- [Required action]
Print, exactly and completely, every entry in the data.

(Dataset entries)
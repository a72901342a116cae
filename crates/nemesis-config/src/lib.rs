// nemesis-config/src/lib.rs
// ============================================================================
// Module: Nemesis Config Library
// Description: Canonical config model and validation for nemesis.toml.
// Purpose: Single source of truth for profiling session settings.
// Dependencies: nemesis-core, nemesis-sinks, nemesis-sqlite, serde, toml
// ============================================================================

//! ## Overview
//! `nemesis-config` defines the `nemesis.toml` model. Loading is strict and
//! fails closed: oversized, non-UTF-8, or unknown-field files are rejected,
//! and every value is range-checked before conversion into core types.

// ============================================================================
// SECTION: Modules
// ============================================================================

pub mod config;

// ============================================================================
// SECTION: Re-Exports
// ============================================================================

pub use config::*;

- [Task solution]
repository a72901342a116cae
filename crates/nemesis-config/src/lib.rs
// nemesis-config/src/lib.rs
// ============================================================================
// Module: Nemesis Config Library
// Description: Canonical config model and validation for nemesis.toml.
// Purpose: Single source of truth for profiling session settings.
// Dependencies: nemesis-core, nemesis-sinks, nemesis-sqlite, serde, toml
// ============================================================================

//! ## Overview
//! `nemesis-config` defines the `nemesis.toml` model. Loading is strict and
//! fails closed: oversized, non-UTF-8, or unknown-field files are rejected,
//! and every value is range-checked before conversion into core types.

// ============================================================================
// SECTION: Modules
// ============================================================================

pub mod config;

// ============================================================================
// SECTION: Re-Exports
// ============================================================================

pub use config::*;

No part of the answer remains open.